There's this show I'm watching on NBC. I never watch real-time TV, but when my husband travels sometimes I like to have some background noise on while I work, read or do dishes. Have I mentioned I am a multi-tasker?
I recently found a show called "New Amsterdam." It’s about a new doctor who comes in to a hospital that's performing below average. He comes in, and instead of giving all his ideas and dropping his knowledge bombs, he always asks a simple question:
"How can I help?"
He asks everyone: the other doctors, the nurses, the janitors. Before he tells them what he thinks, he always empowers them first with the question, “How can I help?”
I wish I had counted how many times he said these four words. It’s something that's stuck with me all week – aphrase I want to emulate in my life.
I want to be a helper instead of quick-to-fixer.
I want to ask those I'm really close to who may be having a hard time, “How can I help?”
And, I want to ask those I just met, who have have had different life experiences than me, "How can I help?"
I don’t want to assume I know what's best.
Many times I've come into places – places where we serve or places where I have the best of intentions – with ideas blaring. But many of my ideas don’t work – and do you know why? Because what works in my life doesn’t always work in everyone else’s.
Others' paths and experiences have been different and they need something else.
I remember going into the local homeless shelter we visit each week. I go in weekly and had my own ideas of how to help – all these ideas of how to get everyone jobs and provide them with leadership lessons. And one of the founders of the shelter said, "Kristi, your job here is to love. Period."
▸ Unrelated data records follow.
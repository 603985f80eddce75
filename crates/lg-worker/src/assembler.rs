//! Report assembly: upload defect stills and persist the condition report.

use std::sync::Arc;

use async_trait::async_trait;
use futures::future::join_all;
use thiserror::Error;
use tracing::{info, warn};

use lg_firestore::ConditionReportRepository;
use lg_models::{AssetRef, ConditionReport, DefectRecord, Detection, ReportId};
use lg_storage::R2Client;

use crate::error::{WorkerError, WorkerResult};

#[derive(Debug, Error)]
pub enum UploadError {
    #[error("Asset upload failed: {0}")]
    Failed(String),
}

#[derive(Debug, Error)]
pub enum PersistError {
    #[error("Report write failed: {0}")]
    Write(String),

    #[error("Report read failed: {0}")]
    Read(String),
}

/// Durable storage for defect stills.
#[async_trait]
pub trait AssetStore: Send + Sync {
    async fn upload_image(&self, bytes: Vec<u8>) -> Result<AssetRef, UploadError>;
}

/// Durable storage for condition reports.
#[async_trait]
pub trait ReportStore: Send + Sync {
    /// Write the whole report in one atomic create.
    async fn create_report(&self, report: &ConditionReport) -> Result<ReportId, PersistError>;

    async fn fetch_report(&self, id: &ReportId) -> Result<Option<ConditionReport>, PersistError>;
}

#[async_trait]
impl AssetStore for R2Client {
    async fn upload_image(&self, bytes: Vec<u8>) -> Result<AssetRef, UploadError> {
        self.upload_image_asset(bytes)
            .await
            .map_err(|e| UploadError::Failed(e.to_string()))
    }
}

#[async_trait]
impl ReportStore for ConditionReportRepository {
    async fn create_report(&self, report: &ConditionReport) -> Result<ReportId, PersistError> {
        self.create(report)
            .await
            .map(|_| report.id.clone())
            .map_err(|e| PersistError::Write(e.to_string()))
    }

    async fn fetch_report(&self, id: &ReportId) -> Result<Option<ConditionReport>, PersistError> {
        self.get(id).await.map_err(|e| PersistError::Read(e.to_string()))
    }
}

/// Key of the `seq`-th defect record in a report (1-based).
pub fn defect_key(seq: usize) -> String {
    format!("defect-{:03}", seq)
}

/// Builds and persists condition reports.
#[derive(Clone)]
pub struct ReportAssembler {
    assets: Arc<dyn AssetStore>,
    reports: Arc<dyn ReportStore>,
}

impl ReportAssembler {
    pub fn new(assets: Arc<dyn AssetStore>, reports: Arc<dyn ReportStore>) -> Self {
        Self { assets, reports }
    }

    /// Upload each detection's still, then persist the report.
    ///
    /// A failed upload leaves that record without an asset reference. Only a
    /// failed write is an error.
    pub async fn assemble(
        &self,
        detections: Vec<Detection>,
        source_ref: Option<String>,
    ) -> WorkerResult<ReportId> {
        let report = self.build_report(detections, source_ref).await;
        self.persist(&report).await
    }

    /// Upload stills and build the report, without writing it.
    pub async fn build_report(
        &self,
        mut detections: Vec<Detection>,
        source_ref: Option<String>,
    ) -> ConditionReport {
        let uploads = detections.iter_mut().map(|detection| {
            let image = detection.take_image();
            let timestamp = detection.timestamp;
            async move {
                let bytes = image?;
                match self.assets.upload_image(bytes).await {
                    Ok(asset) => {
                        metrics::counter!("asset_uploads_total", "outcome" => "ok").increment(1);
                        Some(asset)
                    }
                    Err(e) => {
                        metrics::counter!("asset_uploads_total", "outcome" => "error").increment(1);
                        warn!(timestamp, "Screenshot upload failed, keeping defect without image: {}", e);
                        None
                    }
                }
            }
        });
        let assets: Vec<Option<AssetRef>> = join_all(uploads).await;

        let records: Vec<DefectRecord> = detections
            .iter()
            .zip(assets)
            .enumerate()
            .map(|(i, (detection, asset))| {
                DefectRecord::from_detection(defect_key(i + 1), detection, asset)
            })
            .collect();

        ConditionReport::new(source_ref, records)
    }

    /// Write a built report with one atomic create.
    pub async fn persist(&self, report: &ConditionReport) -> WorkerResult<ReportId> {
        let report_id = self
            .reports
            .create_report(report)
            .await
            .map_err(|e| WorkerError::persist_failed(e.to_string()))?;

        info!(
            report_id = %report_id,
            defects = report.defects.len(),
            with_images = report.defects_with_assets(),
            "Condition report saved"
        );
        Ok(report_id)
    }

    pub async fn fetch(&self, id: &ReportId) -> WorkerResult<Option<ConditionReport>> {
        self.reports
            .fetch_report(id)
            .await
            .map_err(|e| WorkerError::persist_failed(e.to_string()))
    }
}

#[cfg(test)]
pub(crate) mod testing {
    //! In-memory stores shared by the assembler and pipeline tests.

    use super::*;
    use std::sync::atomic::{AtomicUsize, Ordering};
    use std::sync::Mutex;

    /// Fails the upload whose image starts with `fail_marker`.
    #[derive(Default)]
    pub struct MemoryAssets {
        pub fail_marker: Option<u8>,
        pub uploaded: AtomicUsize,
    }

    #[async_trait]
    impl AssetStore for MemoryAssets {
        async fn upload_image(&self, bytes: Vec<u8>) -> Result<AssetRef, UploadError> {
            if bytes.first().copied() == self.fail_marker && self.fail_marker.is_some() {
                return Err(UploadError::Failed("bucket unavailable".into()));
            }
            let n = self.uploaded.fetch_add(1, Ordering::SeqCst);
            Ok(AssetRef::new(format!("mem/{}.jpg", n)))
        }
    }

    #[derive(Default)]
    pub struct MemoryReports {
        pub fail_writes: bool,
        pub saved: Mutex<Vec<ConditionReport>>,
    }

    impl MemoryReports {
        pub fn saved(&self) -> Vec<ConditionReport> {
            self.saved.lock().unwrap().clone()
        }
    }

    #[async_trait]
    impl ReportStore for MemoryReports {
        async fn create_report(&self, report: &ConditionReport) -> Result<ReportId, PersistError> {
            if self.fail_writes {
                return Err(PersistError::Write("firestore unavailable".into()));
            }
            self.saved.lock().unwrap().push(report.clone());
            Ok(report.id.clone())
        }

        async fn fetch_report(&self, id: &ReportId) -> Result<Option<ConditionReport>, PersistError> {
            Ok(self.saved.lock().unwrap().iter().find(|r| &r.id == id).cloned())
        }
    }
}

#[cfg(test)]
mod tests {
    use super::testing::{MemoryAssets, MemoryReports};
    use super::*;
    use lg_models::{DefectType, Severity};

    fn detection(marker: u8, timestamp: f64) -> Detection {
        Detection {
            defect_type: DefectType::Scratch,
            location: "door frame".into(),
            description: "paint scraped".into(),
            severity: Severity::Minor,
            confidence: 0.7,
            timestamp,
            image: Some(vec![marker, 0xFF, 0xD8]),
        }
    }

    fn assembler(assets: MemoryAssets, reports: Arc<MemoryReports>) -> ReportAssembler {
        ReportAssembler::new(Arc::new(assets), reports)
    }

    #[tokio::test]
    async fn test_one_failed_upload_of_three() {
        let reports = Arc::new(MemoryReports::default());
        let assets = MemoryAssets {
            fail_marker: Some(2),
            ..Default::default()
        };

        let detections = vec![detection(1, 1.0), detection(2, 2.0), detection(3, 3.0)];
        let id = assembler(assets, reports.clone())
            .assemble(detections, Some("walkthrough.mp4".into()))
            .await
            .unwrap();

        let saved = reports.saved();
        assert_eq!(saved.len(), 1);
        let report = &saved[0];
        assert_eq!(report.id, id);
        assert_eq!(report.source_ref.as_deref(), Some("walkthrough.mp4"));
        assert_eq!(report.defects.len(), 3);
        assert!(report.defects[0].asset_ref.is_some());
        assert!(report.defects[1].asset_ref.is_none());
        assert!(report.defects[2].asset_ref.is_some());

        let keys: Vec<&str> = report.defects.iter().map(|d| d.key.as_str()).collect();
        assert_eq!(keys, vec!["defect-001", "defect-002", "defect-003"]);
    }

    #[tokio::test]
    async fn test_no_detections_persists_empty_report() {
        let reports = Arc::new(MemoryReports::default());
        let id = assembler(MemoryAssets::default(), reports.clone())
            .assemble(Vec::new(), None)
            .await
            .unwrap();

        let saved = reports.saved();
        assert_eq!(saved.len(), 1);
        assert_eq!(saved[0].id, id);
        assert!(saved[0].defects.is_empty());
    }

    #[tokio::test]
    async fn test_detection_without_image_skips_upload() {
        let reports = Arc::new(MemoryReports::default());
        let assets = Arc::new(MemoryAssets::default());
        let mut d = detection(1, 1.0);
        d.image = None;

        ReportAssembler::new(assets.clone(), reports.clone())
            .assemble(vec![d], None)
            .await
            .unwrap();

        assert_eq!(assets.uploaded.load(std::sync::atomic::Ordering::SeqCst), 0);
        assert!(reports.saved()[0].defects[0].asset_ref.is_none());
    }

    #[tokio::test]
    async fn test_persist_failure_is_fatal() {
        let reports = Arc::new(MemoryReports {
            fail_writes: true,
            ..Default::default()
        });
        let err = assembler(MemoryAssets::default(), reports)
            .assemble(vec![detection(1, 1.0)], None)
            .await
            .unwrap_err();

        assert!(matches!(err, WorkerError::PersistFailed(_)));
        assert_eq!(err.user_message(), "report could not be saved");
    }

    #[tokio::test]
    async fn test_fetch_round_trip() {
        let reports = Arc::new(MemoryReports::default());
        let assembler = assembler(MemoryAssets::default(), reports);
        let id = assembler.assemble(vec![detection(1, 0.5)], None).await.unwrap();

        let fetched = assembler.fetch(&id).await.unwrap().unwrap();
        assert_eq!(fetched.defects.len(), 1);
        assert!(assembler.fetch(&ReportId::from_string("nope")).await.unwrap().is_none());
    }

    /// Tallies `asset_uploads_total` increments by outcome.
    #[derive(Default)]
    struct UploadTally {
        ok: Arc<std::sync::atomic::AtomicU64>,
        error: Arc<std::sync::atomic::AtomicU64>,
    }

    struct Tally(Arc<std::sync::atomic::AtomicU64>);

    impl metrics::CounterFn for Tally {
        fn increment(&self, value: u64) {
            self.0.fetch_add(value, std::sync::atomic::Ordering::SeqCst);
        }

        fn absolute(&self, value: u64) {
            self.0.store(value, std::sync::atomic::Ordering::SeqCst);
        }
    }

    impl metrics::Recorder for UploadTally {
        fn describe_counter(&self, _: metrics::KeyName, _: Option<metrics::Unit>, _: metrics::SharedString) {}
        fn describe_gauge(&self, _: metrics::KeyName, _: Option<metrics::Unit>, _: metrics::SharedString) {}
        fn describe_histogram(&self, _: metrics::KeyName, _: Option<metrics::Unit>, _: metrics::SharedString) {}

        fn register_counter(&self, key: &metrics::Key, _: &metrics::Metadata<'_>) -> metrics::Counter {
            if key.name() != "asset_uploads_total" {
                return metrics::Counter::noop();
            }
            let ok = key.labels().any(|l| l.key() == "outcome" && l.value() == "ok");
            let cell = if ok { self.ok.clone() } else { self.error.clone() };
            metrics::Counter::from_arc(Arc::new(Tally(cell)))
        }

        fn register_gauge(&self, _: &metrics::Key, _: &metrics::Metadata<'_>) -> metrics::Gauge {
            metrics::Gauge::noop()
        }

        fn register_histogram(&self, _: &metrics::Key, _: &metrics::Metadata<'_>) -> metrics::Histogram {
            metrics::Histogram::noop()
        }
    }

    #[test]
    fn test_each_upload_counted_once() {
        let tally = UploadTally::default();
        let runtime = tokio::runtime::Builder::new_current_thread()
            .enable_all()
            .build()
            .unwrap();
        let assets = MemoryAssets {
            fail_marker: Some(2),
            ..Default::default()
        };
        let assembler = assembler(assets, Arc::new(MemoryReports::default()));
        let detections = vec![detection(1, 1.0), detection(2, 2.0), detection(3, 3.0)];

        let report = metrics::with_local_recorder(&tally, || {
            runtime.block_on(assembler.build_report(detections, None))
        });

        assert_eq!(report.defects_with_assets(), 2);
        assert_eq!(tally.ok.load(std::sync::atomic::Ordering::SeqCst), 2);
        assert_eq!(tally.error.load(std::sync::atomic::Ordering::SeqCst), 1);
    }

    #[tokio::test]
    async fn test_fetch_goes_through_report_store() {
        let reports = Arc::new(MemoryReports::default());
        let report = ConditionReport::new(Some("walkthrough.mp4".into()), Vec::new());
        reports.create_report(&report).await.unwrap();

        let fetched = assembler(MemoryAssets::default(), reports)
            .fetch(&report.id)
            .await
            .unwrap()
            .unwrap();
        assert_eq!(fetched.source_ref.as_deref(), Some("walkthrough.mp4"));
    }

    #[test]
    fn test_defect_key_format() {
        assert_eq!(defect_key(1), "defect-001");
        assert_eq!(defect_key(42), "defect-042");
        assert_eq!(defect_key(1234), "defect-1234");
    }
}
What works for you doesn't always work for everyone else. You have to get to know people and ask them "how you can help," not assume you know what's best.
So, it's: "How can I help?"
Instead of: "Here’s how I'm gonna help."
Let's turn the tables. If someone asks you, “How can I help?” instead of saying, “Nah, I’m good" when you really aren’t, (because isn't that what most of us do?) be brave and tell them how they can help you.
Even if it is simple,. Even if it is just sitting with you, making you a meal, watching your kids or introducing you to someone. Most people love helping others, we just have to let them.
“How can I help?”
Try it with someone today!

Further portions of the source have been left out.